On April 2, 2017, Liljenquist sent an email to Owen proposing that Owen buy her out of their partnership for $50,000.00 or that they simply shut down the company. Liljenquist allegedly cancelled the partnership credit cards, failed to deposit checks, depleted checking accounts, ceased selling products, refused to send samples or product to Owen, and refused to fulfill orders. Liljenquist did not work in the partnership from April 2017 to February 2018.
Owen alleges that she learned in April 2017 that Liljenquist had set up Abbey Lane Quilts LLC in December of 2016 without her knowledge. To avoid prejudicing any of Liljenquist's rights, Owen made the 2017 yearly filing for Abbey Lane Quilts LLC. However, Owen claims that the LLC is a shell entity that has never been capitalized or operated.
After the April 2017 email, Owen notified customers and suppliers to send future communications to her address. Owen attempted to continue Abbey Lane Quilts while negotiating with Liljenquist. Liljenquist allegedly refused to negotiate and insisted that Owen could not use any of the pattern designs without paying Liljenquist $50,000.
Because Owen did not believe that Liljenquist was negotiating in good faith, Owen established a new business called 2 Abbey Lane, LLC, as a Utah limited liability company. Owen states that Lone Star continued to develop new quilting designs. Lone Star licensed 2 Abbey Lane LLC to start selling patterns based on the new designs.
On August 25, 2017, Liljenquist and Abbey Lane Quilts LLC filed a lawsuit in the Second District Court in and for Weber County, Utah, seeking dissolution of Abbey Lane Quilts LLC. The lawsuit also alleged claims against Owen and 2 Abbey Lane Quilts for intentional interference with economic relations, conversion, unfair competition, trademark infringement, misappropriation of trade secrets, unjust enrichment, breach of duty of loyalty and care, civil conspiracy, and sought injunctive relief.
The Utah state district court granted a preliminary injunction in favor of Abbey Lane Quilts LLC barring Owen and 2 Abbey Lane from selling designs that had been sold by Abbey Lane Quilts Partnership. After the Utah court entered the March 2018 Preliminary Injunction, Owen filed an action against Defendants in Florida state court. The Utah case has now been stayed pending resolution of the Florida case. The Florida case was then stayed pending resolution of this case. Counsel represented at the hearing, however, that the stays were recently lifted.

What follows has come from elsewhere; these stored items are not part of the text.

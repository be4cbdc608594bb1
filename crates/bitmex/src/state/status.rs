// -------------------------------------------------------------------------------------------------
//  Copyright (C) 2015-2025 Nautech Systems Pty Ltd. All rights reserved.
//  https://nautechsystems.io
//
//  Licensed under the GNU Lesser General Public License Version 3.0 (the "License");
//  You may not use this file except in compliance with the License.
//  You may obtain a copy of the License at https://www.gnu.org/licenses/lgpl-3.0.en.html
//
//  Unless required by applicable law or agreed to in writing, software
//  distributed under the License is distributed on an "AS IS" BASIS,
//  WITHOUT WARRANTIES OR CONDITIONS OF ANY KIND, either express or implied.
//  See the License for the specific language governing permissions and
//  limitations under the License.
// -------------------------------------------------------------------------------------------------

//! Canonical order status derivation.
//!
//! The venue reports order progress through three noisy signals: `ordStatus`,
//! `execType` and the `(cumQty, leavesQty)` pair. Each contributes a candidate
//! status; the highest-priority candidate wins, and terminal statuses never
//! regress (a late trade may still upgrade Canceled to Filled).

use crate::common::enums::{BitmexExecType, BitmexOrderStatus, OrderStatus};

/// Derives the next canonical status from the wire signals.
///
/// Returns `None` when no signal yields a candidate or the candidate is
/// rejected by terminal protection; the caller keeps `prev` unchanged.
#[must_use]
pub fn derive_order_status(
    ord_status: Option<BitmexOrderStatus>,
    exec_type: Option<BitmexExecType>,
    cum_qty: Option<f64>,
    leaves_qty: Option<f64>,
    prev: Option<OrderStatus>,
) -> Option<OrderStatus> {
    let from_status = ord_status.and_then(candidate_from_ord_status);
    let from_qty = candidate_from_quantities(ord_status, cum_qty, leaves_qty);
    let from_exec = exec_type.and_then(|et| candidate_from_exec_type(et, from_status, from_qty));

    let next = [from_status, from_qty, from_exec]
        .into_iter()
        .flatten()
        .max_by_key(OrderStatus::priority)?;

    match prev {
        Some(prev) if prev.is_terminal() => {
            // Only a terminal upgrade is allowed, e.g. Canceled -> Filled on a
            // late trade
            if next.is_terminal() && next.priority() >= prev.priority() {
                Some(next)
            } else {
                None
            }
        }
        _ => Some(next),
    }
}

const fn candidate_from_ord_status(status: BitmexOrderStatus) -> Option<OrderStatus> {
    Some(match status {
        BitmexOrderStatus::New | BitmexOrderStatus::Triggered => OrderStatus::Placed,
        BitmexOrderStatus::PartiallyFilled => OrderStatus::PartiallyFilled,
        BitmexOrderStatus::Filled => OrderStatus::Filled,
        BitmexOrderStatus::PendingCancel => OrderStatus::Canceling,
        BitmexOrderStatus::Canceled => OrderStatus::Canceled,
        BitmexOrderStatus::Rejected => OrderStatus::Rejected,
        BitmexOrderStatus::Expired => OrderStatus::Expired,
    })
}

fn candidate_from_quantities(
    ord_status: Option<BitmexOrderStatus>,
    cum_qty: Option<f64>,
    leaves_qty: Option<f64>,
) -> Option<OrderStatus> {
    let filled = cum_qty.is_some_and(|cum| cum > 0.0);
    let exhausted = leaves_qty.is_some_and(|leaves| leaves <= 0.0);

    if filled && exhausted {
        return Some(OrderStatus::Filled);
    }
    if filled {
        return Some(OrderStatus::PartiallyFilled);
    }
    if ord_status == Some(BitmexOrderStatus::PartiallyFilled) && exhausted {
        return Some(OrderStatus::PartiallyFilled);
    }
    if ord_status == Some(BitmexOrderStatus::Filled) {
        return Some(OrderStatus::Filled);
    }
    None
}

fn candidate_from_exec_type(
    exec_type: BitmexExecType,
    from_status: Option<OrderStatus>,
    from_qty: Option<OrderStatus>,
) -> Option<OrderStatus> {
    let says = |status: OrderStatus| from_status == Some(status) || from_qty == Some(status);

    match exec_type {
        BitmexExecType::Trade => {
            if says(OrderStatus::Filled) {
                Some(OrderStatus::Filled)
            } else {
                Some(OrderStatus::PartiallyFilled)
            }
        }
        BitmexExecType::Canceled => {
            if says(OrderStatus::Filled) {
                Some(OrderStatus::Filled)
            } else {
                Some(OrderStatus::Canceled)
            }
        }
        BitmexExecType::Expired => Some(OrderStatus::Expired),
        BitmexExecType::New | BitmexExecType::TriggeredOrActivatedBySystem => {
            if says(OrderStatus::PartiallyFilled) {
                Some(OrderStatus::PartiallyFilled)
            } else {
                Some(OrderStatus::Placed)
            }
        }
        BitmexExecType::Restated | BitmexExecType::Calculated => {
            if says(OrderStatus::Filled) {
                Some(OrderStatus::Filled)
            } else if says(OrderStatus::PartiallyFilled) {
                Some(OrderStatus::PartiallyFilled)
            } else {
                None
            }
        }
        BitmexExecType::Settlement => {
            if says(OrderStatus::Filled) {
                Some(OrderStatus::Filled)
            } else {
                None
            }
        }
        _ => None,
    }
}

////////////////////////////////////////////////////////////////////////////////
// Tests
////////////////////////////////////////////////////////////////////////////////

Defendants bring this motion to dismiss asserting that Plaintiffs' claims belong in state court, where the court is prepared to resolve the ownership matters. Defendants' motion is based on this court reference in its November 6, 2018 Memorandum Decision and Order to Borden v. Katzman, 881 F.2d 1035 (11
Plaintiffs, however, assert that Defendants read too much into the court's reference to Borden in its ruling. Neither this court nor Borden concluded that disputes over copyright ownership are "wholly a state law matter" that always belong in state court. Borden involved a contractual dispute over a purported transfer of copyright. In this case, there is no cause of action based on a purported contractual transfer of copyright as there was in Borden. One of the difficulties of the disputes between the parties in this case is that there are no written agreements between any of the parties.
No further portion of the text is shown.